→ TASK:
Output all entries verbatim.

Stored items:

- Opening Delimiter -

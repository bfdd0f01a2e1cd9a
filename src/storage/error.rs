use std::time::Duration;

use thiserror::Error;

#[derive(Error, Debug)]
pub enum StorageError {
    #[error("sqlite error `{0}`")]
    SQLite(#[from] tokio_rusqlite::Error),
    #[error("write timed out after {0:?}")]
    Timeout(Duration),
}
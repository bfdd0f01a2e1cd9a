use std::future::Future;

use serde::{Deserialize, Serialize};

use crate::rollup::RollupRecord;

pub mod error;
pub mod sqlite;
pub mod timeout;

pub use error::StorageError;
pub use sqlite::SqliteGateway;
pub use timeout::TimeoutGateway;

/// One raw reading as persisted.
#[derive(Debug, Clone, PartialEq)]
pub struct ReadingRow {
    pub batch_id: i64,
    pub sensor: String,
    pub timestamp: i64,
    pub value: f64,
    /// `YYYY-MM-DD HH:MM:SS.mmm`, local time
    pub processed_at: String,
}

/// How a rollup write lands on an already stored bucket.
#[derive(Debug, Clone, Copy, Default, PartialEq, Eq, Deserialize, Serialize)]
#[serde(rename_all = "lowercase")]
pub enum RollupWriteMode {
    /// last write wins, the bucket holds the sum of the most recent batch
    #[default]
    Overwrite,
    /// the batch sum is added to the stored total
    Increment,
}

/// Write surface the delivery workers depend on.
///
/// Shared by every worker at once, so implementations must be safe for
/// concurrent use. Each call is a single logical write and may be retried
/// independently.
pub trait StorageGateway: Send + Sync + 'static {
    fn write_reading(
        &self,
        row: ReadingRow,
    ) -> impl Future<Output = Result<(), StorageError>> + Send;

    fn write_rollup(
        &self,
        record: RollupRecord,
    ) -> impl Future<Output = Result<(), StorageError>> + Send;
}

- Closing Delimiter -

→ WORKED SOLUTION:
repository bfdd0f01a2e1cd9a
filename src/storage/error.rs
use std::time::Duration;

use thiserror::Error;

#[derive(Error, Debug)]
pub enum StorageError {
    #[error("sqlite error `{0}`")]
    SQLite(#[from] tokio_rusqlite::Error),
    #[error("write timed out after {0:?}")]
    Timeout(Duration),
}
repository bfdd0f01a2e1cd9a
use std::future::Future;

use serde::{Deserialize, Serialize};

use crate::rollup::RollupRecord;

pub mod error;
pub mod sqlite;
pub mod timeout;

pub use error::StorageError;
pub use sqlite::SqliteGateway;
pub use timeout::TimeoutGateway;

/// One raw reading as persisted.
#[derive(Debug, Clone, PartialEq)]
pub struct ReadingRow {
    pub batch_id: i64,
    pub sensor: String,
    pub timestamp: i64,
    pub value: f64,
    /// `YYYY-MM-DD HH:MM:SS.mmm`, local time
    pub processed_at: String,
}

/// How a rollup write lands on an already stored bucket.
#[derive(Debug, Clone, Copy, Default, PartialEq, Eq, Deserialize, Serialize)]
#[serde(rename_all = "lowercase")]
pub enum RollupWriteMode {
    /// last write wins, the bucket holds the sum of the most recent batch
    #[default]
    Overwrite,
    /// the batch sum is added to the stored total
    Increment,
}

/// Write surface the delivery workers depend on.
///
/// Shared by every worker at once, so implementations must be safe for
/// concurrent use. Each call is a single logical write and may be retried
/// independently.
pub trait StorageGateway: Send + Sync + 'static {
    fn write_reading(
        &self,
        row: ReadingRow,
    ) -> impl Future<Output = Result<(), StorageError>> + Send;

    fn write_rollup(
        &self,
        record: RollupRecord,
    ) -> impl Future<Output = Result<(), StorageError>> + Send;
}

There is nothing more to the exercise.